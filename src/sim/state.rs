//! Game state and core simulation types
//!
//! Everything a tick reads or writes lives in `GameState`; there is no
//! hidden shared state, so any step can be driven from a test.

use std::collections::VecDeque;

use glam::Vec2;
use rand::SeedableRng;
use rand_pcg::Pcg32;
use serde::{Deserialize, Serialize};

use super::camera::Camera;
use super::collision::Rect;
use crate::consts::*;

/// Current phase of the run
#[derive(Debug, Clone, Copy, PartialEq, Eq, Serialize, Deserialize)]
pub enum GamePhase {
    /// Simulation advancing every tick
    Running,
    /// Player fell out; the run is frozen for good
    GameOver,
}

/// Something the presentation layer may want to react to
#[derive(Debug, Clone, Copy, PartialEq, Eq)]
pub enum GameEvent {
    /// A jump started this tick
    Jumped,
    /// First landing on a platform (score already incremented)
    Landed { platform_id: u32, score: u32 },
    /// The run ended this tick
    GameOver {
        score: u32,
        high_score: u32,
        new_high_score: bool,
    },
}

/// How the lookahead backfill counts generated candidates
#[derive(Debug, Clone, Copy, PartialEq, Eq, Default, Serialize, Deserialize)]
pub enum LookaheadPolicy {
    /// Count every candidate, even ones rejected for overlap or spawned
    /// behind the player. Reproduces the classic behavior, which can leave
    /// fewer real platforms ahead than the lookahead asks for.
    CountCandidates,
    /// Count only accepted platforms that actually lie ahead of the player
    #[default]
    CountAccepted,
}

/// Simulation knobs that change gameplay outcomes
#[derive(Debug, Clone, Copy, PartialEq, Serialize, Deserialize)]
pub struct Rules {
    pub lookahead: LookaheadPolicy,
    /// Drop platforms this far behind the camera (`None` keeps everything)
    pub evict_margin: Option<f32>,
}

impl Default for Rules {
    fn default() -> Self {
        Self {
            lookahead: LookaheadPolicy::default(),
            evict_margin: Some(EVICT_MARGIN),
        }
    }
}

impl Rules {
    /// The unmodified classic rules: candidate counting, unbounded growth
    pub fn classic() -> Self {
        Self {
            lookahead: LookaheadPolicy::CountCandidates,
            evict_margin: None,
        }
    }
}

/// The player-controlled box
#[derive(Debug, Clone, Serialize, Deserialize)]
pub struct Player {
    pub pos: Vec2,
    pub size: Vec2,
    /// Per-tick velocity (dx, dy)
    pub vel: Vec2,
    pub speed: f32,
    pub gravity: f32,
    /// Vertical velocity applied on jump (negative is up)
    pub jump_power: f32,
    pub is_jumping: bool,
    /// Resting on a platform top as of the last tick
    pub grounded: bool,
}

impl Default for Player {
    fn default() -> Self {
        Self {
            pos: Vec2::new(PLAYER_START_X, PLAYER_START_Y),
            size: Vec2::splat(PLAYER_SIZE),
            vel: Vec2::ZERO,
            speed: PLAYER_SPEED,
            gravity: GRAVITY,
            jump_power: JUMP_POWER,
            is_jumping: false,
            grounded: false,
        }
    }
}

impl Player {
    pub fn rect(&self) -> Rect {
        Rect {
            pos: self.pos,
            size: self.size,
        }
    }

    pub fn bottom(&self) -> f32 {
        self.pos.y + self.size.y
    }
}

/// Side-to-side oscillation parameters
#[derive(Debug, Clone, Copy, PartialEq, Serialize, Deserialize)]
pub struct PlatformMotion {
    pub move_speed: f32,
    pub amplitude: f32,
    pub original_x: f32,
    /// +1.0 or -1.0
    pub direction: f32,
}

/// A platform the player can land on
#[derive(Debug, Clone, PartialEq, Serialize, Deserialize)]
pub struct Platform {
    pub id: u32,
    pub pos: Vec2,
    pub size: Vec2,
    #[serde(default)]
    pub motion: Option<PlatformMotion>,
    /// Scoring already counted for this platform (never reverts)
    #[serde(default)]
    pub landed: bool,
}

impl Platform {
    pub fn new(id: u32, x: f32, y: f32, w: f32, h: f32) -> Self {
        Self {
            id,
            pos: Vec2::new(x, y),
            size: Vec2::new(w, h),
            motion: None,
            landed: false,
        }
    }

    pub fn rect(&self) -> Rect {
        Rect {
            pos: self.pos,
            size: self.size,
        }
    }

    pub fn is_moving(&self) -> bool {
        self.motion.is_some()
    }

    /// Advance a moving platform one tick, bouncing inside its band
    pub fn step_motion(&mut self) {
        let Some(motion) = self.motion.as_mut() else {
            return;
        };
        self.pos.x += motion.move_speed * motion.direction;

        let min_x = motion.original_x - motion.amplitude;
        let max_x = motion.original_x + motion.amplitude;
        if self.pos.x < min_x || self.pos.x > max_x {
            motion.direction = -motion.direction;
            self.pos.x = self.pos.x.clamp(min_x, max_x);
        }
    }

    /// Rightmost x this platform can ever reach
    pub fn max_right(&self) -> f32 {
        match &self.motion {
            Some(m) => m.original_x + m.amplitude + self.size.x,
            None => self.pos.x + self.size.x,
        }
    }
}

/// Bounded FIFO of recent player positions, oldest first
#[derive(Debug, Clone, Default, PartialEq, Serialize, Deserialize)]
pub struct Trail {
    points: VecDeque<Vec2>,
}

impl Trail {
    /// Record a position, evicting the oldest past `TRAIL_LENGTH`
    pub fn push(&mut self, pos: Vec2) {
        self.points.push_back(pos);
        while self.points.len() > TRAIL_LENGTH {
            self.points.pop_front();
        }
    }

    pub fn len(&self) -> usize {
        self.points.len()
    }

    pub fn is_empty(&self) -> bool {
        self.points.is_empty()
    }

    /// Positions from oldest to newest
    pub fn iter(&self) -> impl ExactSizeIterator<Item = &Vec2> {
        self.points.iter()
    }

    pub fn clear(&mut self) {
        self.points.clear();
    }
}

/// Complete game state (deterministic, serializable)
#[derive(Debug, Clone, Serialize, Deserialize)]
pub struct GameState {
    /// Run seed for reproducibility
    pub seed: u64,
    /// Generator RNG, advanced only by platform generation
    pub rng: Pcg32,
    pub phase: GamePhase,
    /// Simulation tick counter
    pub time_ticks: u64,
    pub player: Player,
    /// Active platforms in creation order
    pub platforms: Vec<Platform>,
    #[serde(default)]
    pub trail: Trail,
    pub camera: Camera,
    pub score: u32,
    /// Best score known at start of run, raised at game over
    pub high_score: u32,
    pub rules: Rules,
    /// Next platform ID
    next_id: u32,
}

impl GameState {
    /// Create a fresh run with default rules
    pub fn new(seed: u64, high_score: u32) -> Self {
        Self::with_rules(seed, high_score, Rules::default())
    }

    pub fn with_rules(seed: u64, high_score: u32, rules: Rules) -> Self {
        let mut state = Self {
            seed,
            rng: Pcg32::seed_from_u64(seed),
            phase: GamePhase::Running,
            time_ticks: 0,
            player: Player::default(),
            platforms: Vec::new(),
            trail: Trail::default(),
            camera: Camera::default(),
            score: 0,
            high_score,
            rules,
            next_id: 1,
        };
        state.spawn_initial_platforms();
        state
    }

    /// Ground plus two floating platforms the player can reach from rest
    fn spawn_initial_platforms(&mut self) {
        let ground = Platform::new(
            self.next_platform_id(),
            0.0,
            CANVAS_HEIGHT - GROUND_HEIGHT,
            CANVAS_WIDTH,
            GROUND_HEIGHT,
        );
        let first = Platform::new(
            self.next_platform_id(),
            200.0,
            530.0,
            PLATFORM_WIDTH,
            PLATFORM_HEIGHT,
        );
        let second = Platform::new(
            self.next_platform_id(),
            500.0,
            500.0,
            PLATFORM_WIDTH,
            PLATFORM_HEIGHT,
        );
        self.platforms.extend([ground, first, second]);
    }

    /// Allocate a new platform ID
    pub fn next_platform_id(&mut self) -> u32 {
        let id = self.next_id;
        self.next_id += 1;
        id
    }

    pub fn is_over(&self) -> bool {
        self.phase == GamePhase::GameOver
    }

    /// Number of platforms whose left edge lies right of the player
    pub fn platforms_ahead(&self) -> usize {
        self.platforms
            .iter()
            .filter(|p| p.pos.x > self.player.pos.x)
            .count()
    }
}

**WORK ORDER**
Check every line of the records above for the string "CountCandidates". Copy those that hold it.

**REPLY**
    CountCandidates,
            lookahead: LookaheadPolicy::CountCandidates,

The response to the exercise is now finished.